Results of Multiple Sequence Alignment by ClustalW Algorithm, Representing a New Polymorphic Site, rs212090 (T866A), in ABCC1 3’UTR
The observed C543T and G801C genotypic frequencies are shown in Table 1 didn’t deviate from expected frequencies, according to HWE in both control and case groups (P value > 0.01). Distribution of C543T and G801C genotypic frequencies didn’t significantly differ between patient and control groups, according to the X2 test analysis (P value > 0.05). The mean genotypic frequencies of G801C observed in the two groups were 20%, 37% and 43% for CC, GG and CG genotypes, respectively. Regarding the C543T genotypic frequencies, genotype CT with average frequency of 42% and genotype TT with average frequency of 19% were the highest and lowest genotypes seen in cases and controls. Yet, the results of X2 test and sequencing were indicative of a strong correlation between G801C and C543T genotypic distribution in both groups (P value = 0), i.e. on average, 27% of participants carried genotypes GG/CC, 26% genotypes CG/CT and 16% genotypes CC/TT (Figure 4).

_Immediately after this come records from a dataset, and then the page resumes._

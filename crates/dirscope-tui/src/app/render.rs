//! Application rendering.

use std::path::Path;

use ratatui::buffer::Buffer;
use ratatui::layout::Rect;
use ratatui::style::Style;
use ratatui::text::{Line, Span};
use ratatui::widgets::{Block, Borders, Widget};

use dirscope_core::DirectoryView;

use crate::event::get_key_hints;
use crate::theme::Theme;
use crate::ui::{format_size, AppLayout, EntryList};

/// Everything one frame needs.
pub struct RenderContext<'a> {
    pub theme: &'a Theme,
    pub path: &'a Path,
    pub view: &'a DirectoryView,
    pub selected: usize,
    pub offset: usize,
    pub banner: Option<&'a str>,
}

/// Main render function for the application.
pub fn render_app(ctx: &RenderContext, area: Rect, buf: &mut Buffer) {
    buf.set_style(area, Style::default().fg(ctx.theme.foreground));

    let layout = AppLayout::new(area);

    render_header(ctx, layout.header, buf);
    EntryList::new(ctx.view, ctx.selected, ctx.offset, ctx.theme).render(layout.list, buf);
    render_footer(ctx, layout.footer, buf, layout.visible_rows());
}

fn render_header(ctx: &RenderContext, area: Rect, buf: &mut Buffer) {
    let block = Block::default()
        .borders(Borders::BOTTOM)
        .border_style(ctx.theme.border);
    let inner = block.inner(area);
    block.render(area, buf);

    let mut title = vec![Span::styled(" dirscope ", ctx.theme.title), Span::raw(" ")];
    for (i, hint) in get_key_hints().iter().enumerate() {
        if i > 0 {
            title.push(Span::styled(", ", ctx.theme.help_desc));
        }
        title.push(Span::styled(hint.keys, ctx.theme.help_key));
        title.push(Span::styled(format!(": {}", hint.description), ctx.theme.help_desc));
    }

    let lines = [
        Line::from(title).style(ctx.theme.header),
        Line::from(format!("Path: {}", ctx.path.display())),
        Line::from(format!("Total size: {}", format_size(ctx.view.total_size()))),
    ];

    for (row, line) in lines.into_iter().enumerate() {
        let row = row as u16;
        if row >= inner.height {
            break;
        }
        line.render(Rect::new(inner.x, inner.y + row, inner.width, 1), buf);
    }
}

fn render_footer(ctx: &RenderContext, area: Rect, buf: &mut Buffer, visible_rows: usize) {
    let block = Block::default()
        .borders(Borders::TOP)
        .border_style(ctx.theme.border);
    let inner = block.inner(area);
    block.render(area, buf);

    if inner.height == 0 {
        return;
    }

    let summary = footer_summary(ctx.view, ctx.offset, visible_rows);
    Line::from(summary)
        .style(ctx.theme.footer)
        .render(Rect::new(inner.x, inner.y, inner.width, 1), buf);

    if let Some(banner) = ctx.banner {
        if inner.height > 1 {
            Line::from(Span::styled(banner, Style::new().fg(ctx.theme.error)))
                .render(Rect::new(inner.x, inner.y + 1, inner.width, 1), buf);
        }
    }
}

/// Footer summary: which entries are on screen and how they are ordered.
pub fn footer_summary(view: &DirectoryView, offset: usize, visible_rows: usize) -> String {
    let total = view.len();
    let end = offset.saturating_add(visible_rows).min(total);

    let mut text = if end > offset {
        format!(
            "Showing {}-{} of {} subdirectories | sorted by size (largest first)",
            offset + 1,
            end,
            total
        )
    } else {
        format!("Showing 0 of {total} subdirectories | sorted by size (largest first)")
    };

    if view.skipped() > 0 {
        text.push_str(&format!(" ({} unreadable entries skipped)", view.skipped()));
    }
    text
}
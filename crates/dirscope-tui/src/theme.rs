//! Color theme for the TUI.
//!
//! Dark and light palettes built from the Tailwind CSS slate scale, with
//! a size gradient for the bar column.

use ratatui::style::{Color, Modifier, Style};
use serde::{Deserialize, Serialize};
use strum::{Display, EnumString};

/// Theme variant (dark or light).
#[derive(
    Debug, Clone, Copy, PartialEq, Eq, Default, Display, EnumString, Serialize, Deserialize,
)]
#[strum(serialize_all = "lowercase", ascii_case_insensitive)]
#[serde(rename_all = "lowercase")]
pub enum ThemeVariant {
    #[default]
    Dark,
    Light,
}

/// Color theme for the TUI.
#[derive(Debug, Clone)]
pub struct Theme {
    /// Current theme variant.
    pub variant: ThemeVariant,

    // Base colors
    pub foreground: Color,
    pub muted: Color,

    pub selected: Style,

    // Size indicators (gradient by ratio to the largest entry)
    pub size_huge: Color,   // > 50%
    pub size_large: Color,  // > 25%
    pub size_medium: Color, // > 10%
    pub size_small: Color,  // > 1%
    pub size_tiny: Color,   // <= 1%

    pub error: Color,

    // UI elements
    pub border: Style,
    pub title: Style,
    pub help_key: Style,
    pub help_desc: Style,
    pub directory: Style,

    // Header/Footer
    pub header: Style,
    pub footer: Style,
}

impl Theme {
    /// Dark theme using a slate-based palette.
    pub fn dark() -> Self {
        // Slate palette (Tailwind CSS)
        let slate_50 = Color::Rgb(248, 250, 252);
        let slate_100 = Color::Rgb(241, 245, 249);
        let slate_400 = Color::Rgb(148, 163, 184);
        let slate_500 = Color::Rgb(100, 116, 139);
        let slate_600 = Color::Rgb(71, 85, 105);
        let slate_700 = Color::Rgb(51, 65, 85);
        let slate_800 = Color::Rgb(30, 41, 59);

        // Accent colors (Tailwind CSS)
        let blue_400 = Color::Rgb(96, 165, 250);
        let blue_500 = Color::Rgb(59, 130, 246);
        let green_500 = Color::Rgb(34, 197, 94);
        let yellow_500 = Color::Rgb(234, 179, 8);
        let orange_500 = Color::Rgb(249, 115, 22);
        let red_500 = Color::Rgb(239, 68, 68);

        Self {
            variant: ThemeVariant::Dark,
            foreground: slate_100,
            muted: slate_500,

            selected: Style::new().bg(slate_700).fg(slate_50).add_modifier(Modifier::BOLD),

            size_huge: red_500,
            size_large: orange_500,
            size_medium: yellow_500,
            size_small: green_500,
            size_tiny: slate_600,

            error: red_500,

            border: Style::new().fg(slate_600),
            title: Style::new().fg(blue_400).add_modifier(Modifier::BOLD),
            help_key: Style::new().fg(blue_400).add_modifier(Modifier::BOLD),
            help_desc: Style::new().fg(slate_400),
            directory: Style::new().fg(blue_500).add_modifier(Modifier::BOLD),

            header: Style::new().bg(slate_800).fg(slate_100),
            footer: Style::new().bg(slate_800).fg(slate_400),
        }
    }

    /// Light theme using a slate-based palette.
    pub fn light() -> Self {
        let slate_100 = Color::Rgb(241, 245, 249);
        let slate_200 = Color::Rgb(226, 232, 240);
        let slate_400 = Color::Rgb(148, 163, 184);
        let slate_500 = Color::Rgb(100, 116, 139);
        let slate_600 = Color::Rgb(71, 85, 105);
        let slate_800 = Color::Rgb(30, 41, 59);
        let slate_900 = Color::Rgb(15, 23, 42);

        // Darker accents so they hold up on a light background
        let blue_700 = Color::Rgb(29, 78, 216);
        let green_600 = Color::Rgb(22, 163, 74);
        let yellow_600 = Color::Rgb(202, 138, 4);
        let orange_600 = Color::Rgb(234, 88, 12);
        let red_600 = Color::Rgb(220, 38, 38);

        Self {
            variant: ThemeVariant::Light,
            foreground: slate_900,
            muted: slate_500,

            selected: Style::new().bg(slate_200).fg(slate_900).add_modifier(Modifier::BOLD),

            size_huge: red_600,
            size_large: orange_600,
            size_medium: yellow_600,
            size_small: green_600,
            size_tiny: slate_400,

            error: red_600,

            border: Style::new().fg(slate_400),
            title: Style::new().fg(blue_700).add_modifier(Modifier::BOLD),
            help_key: Style::new().fg(blue_700).add_modifier(Modifier::BOLD),
            help_desc: Style::new().fg(slate_600),
            directory: Style::new().fg(blue_700).add_modifier(Modifier::BOLD),

            header: Style::new().bg(slate_100).fg(slate_800),
            footer: Style::new().bg(slate_100).fg(slate_600),
        }
    }

    /// Create theme from variant.
    pub fn from_variant(variant: ThemeVariant) -> Self {
        match variant {
            ThemeVariant::Dark => Self::dark(),
            ThemeVariant::Light => Self::light(),
        }
    }

    /// Get color for a size ratio (0.0 to 1.0).
    pub fn size_color(&self, ratio: f64) -> Color {
        match ratio {
            r if r > 0.50 => self.size_huge,
            r if r > 0.25 => self.size_large,
            r if r > 0.10 => self.size_medium,
            r if r > 0.01 => self.size_small,
            _ => self.size_tiny,
        }
    }

    /// Get style for a size bar at given ratio.
    pub fn size_bar_style(&self, ratio: f64) -> Style {
        Style::new().fg(self.size_color(ratio))
    }
}

impl Default for Theme {
    fn default() -> Self {
        Self::dark()
    }
}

Table 1. Genotypic Frequencies of rs129081 (G801C) and rs3743527 (C543T) in Patients and Controlsa
| Nucleotide Polymorphism | Genotypes | Case | Control | P Value |
|---|---|---|---|---|
| rs129081 (G801C) | 0.87 | |||
| CC | 9 (20.5) | 5 (20%) | ||
| CG | 20 (45.5) | 10 (40%) | ||
| GG | 15 (34.1) | 10 (40%) | ||
| Total | 44 (100) | 25 (100%) | ||
| rs3743527 (C543T) | 0.63 | |||
| TT | 9 (20.5) | 4 (16.7%) | ||
| CT | 20 (45.5) | 9 (37.5%) | ||
| CC | 15 (34.1) | 11 (45.8%) | ||
| Total | 44 (100) | 24 (100%) |
aValues are expressed as No. (%).
Figure 4.
Genotypic Correlations of rs3743527 (C543T) and rs129081 (G801C) in the Patients and Controls by Percentage
5. Discussion
In this study the potential associations of ABCC1 3’UTR SNPs (rs3743527 and rs129081) with breast cancer susceptibility were investigated.

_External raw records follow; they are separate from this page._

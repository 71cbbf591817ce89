//! Directory entry types.

use std::path::{Path, PathBuf};

use compact_str::CompactString;
use serde::{Deserialize, Serialize};

/// Inode information for hardlink detection.
#[derive(Debug, Clone, Copy, PartialEq, Eq, Hash, Serialize, Deserialize)]
pub struct InodeInfo {
    /// Inode number.
    pub inode: u64,
    /// Device ID.
    pub device: u64,
}

impl InodeInfo {
    /// Create new inode info.
    pub fn new(inode: u64, device: u64) -> Self {
        Self { inode, device }
    }
}

/// One immediate subdirectory of a scanned directory.
///
/// The size is fixed when the scan produces the entry; a rescan builds
/// new entries rather than updating old ones.
#[derive(Debug, Clone, PartialEq, Eq, Serialize, Deserialize)]
pub struct DirectoryEntry {
    name: CompactString,
    full_path: PathBuf,
    size: u64,
}

impl DirectoryEntry {
    /// Create a new entry.
    pub fn new(name: impl Into<CompactString>, full_path: impl Into<PathBuf>, size: u64) -> Self {
        Self {
            name: name.into(),
            full_path: full_path.into(),
            size,
        }
    }

    /// Base name of the subdirectory.
    pub fn name(&self) -> &str {
        &self.name
    }

    /// Absolute path of the subdirectory.
    pub fn full_path(&self) -> &Path {
        &self.full_path
    }

    /// Recursive size in bytes of all regular files below this directory.
    pub fn size(&self) -> u64 {
        self.size
    }
}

According to the results of this study, there were no significant differences in allelic and genotypic distribution of rs3743527 (C543T) and rs129081 (G801C) polymorphisms between breast cancer patients and healthy individuals. Similarly, the study undertaken by Coelho et al. in 2011 found no relationship between clinical and pharmacokinetics of telatinib with variants of rs129081 in patients with a solid tumor (23). Likewise, investigating the potential correlations of rs3743527 variants with lung cancer susceptibility in a Chinese population in 2009 (21) and virological failure in HIV+ Brazilian patients under anti-retroviral therapy in 2013 (22), revealed no significant associations. However, the variants of rs212090 (T866A), detected by sequencing in our study (A > T), significantly correlated with lung cancer susceptibility in a Chinese population (21).

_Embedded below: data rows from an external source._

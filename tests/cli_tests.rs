use std::fs;
use std::process::Command;

use tempfile::TempDir;

fn dirscope() -> Command {
    Command::new(env!("CARGO_BIN_EXE_dirscope"))
}

fn create_scenario() -> TempDir {
    let temp = TempDir::new().unwrap();
    fs::create_dir(temp.path().join("a")).unwrap();
    fs::create_dir(temp.path().join("b")).unwrap();
    fs::write(temp.path().join("a/data.bin"), vec![0u8; 2048]).unwrap();
    fs::write(temp.path().join("b/data.bin"), vec![0u8; 1024]).unwrap();
    fs::write(temp.path().join("c"), vec![0u8; 512]).unwrap();
    temp
}

#[test]
fn test_list_text() {
    let temp = create_scenario();
    let output = dirscope().arg("list").arg(temp.path()).output().unwrap();

    assert!(output.status.success());
    let stdout = String::from_utf8(output.stdout).unwrap();
    assert!(stdout.contains("Total size: 3.50 KiB"));
    assert!(stdout.contains("Showing 2 of 2 subdirectories"));

    let a = stdout.find("] a").unwrap();
    let b = stdout.find("] b").unwrap();
    assert!(a < b);
}

#[test]
fn test_list_json() {
    let temp = create_scenario();
    let output = dirscope()
        .args(["list", "--format", "json"])
        .arg(temp.path())
        .output()
        .unwrap();

    assert!(output.status.success());
    let json: serde_json::Value = serde_json::from_slice(&output.stdout).unwrap();
    assert_eq!(json["total_size"], 3584);
    assert_eq!(json["entries"][0]["name"], "a");
    assert_eq!(json["entries"][0]["size"], 2048);
    assert_eq!(json["entries"][1]["name"], "b");
}

#[test]
fn test_list_unreadable_path_fails() {
    let temp = TempDir::new().unwrap();
    let output = dirscope()
        .arg("list")
        .arg(temp.path().join("missing"))
        .output()
        .unwrap();

    assert!(!output.status.success());
    let stderr = String::from_utf8_lossy(&output.stderr);
    assert!(stderr.contains("could not scan directory"));
}

#[test]
fn test_interactive_startup_failure_exits_nonzero() {
    let temp = TempDir::new().unwrap();
    let output = dirscope().arg(temp.path().join("missing")).output().unwrap();

    assert!(!output.status.success());
    let stderr = String::from_utf8_lossy(&output.stderr);
    assert!(stderr.contains("Error: could not scan directory"));
}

It is important to note that in the present study analysis of these polymorphisms in a larger sample population was not possible due to time and budget limitations. Information of patient’s clinicopathological features was also unavailable, so that study of the potential relationships between patient’s molecular subtypes, response to chemotherapeutic agents and clinical outcomes was not feasible.
Altogether, allelic and genotypic distributions of rs3743527 and rs129081 variants are similar in cases and controls, so neither of them may be associated with the risk of breast cancer. Yet, regarding the potential miRNA/ABCC1 mRNA interactions, the ABCC1 contributions in multidrug resistance phenomenon as well as limitations of the present study, more comprehensive studies are required to investigate the potential relationships of rs3743527 and rs129081 variants in breast cancer patients.
5.1. Conclusion
This study may exclude rs3743527 and rs129081 variants of ABCC1 SNPs from the profile of genetic variations involved in breast cancer development; the profile which could aid scientists in early breast cancer detection and personalized cancer therapy in the near future.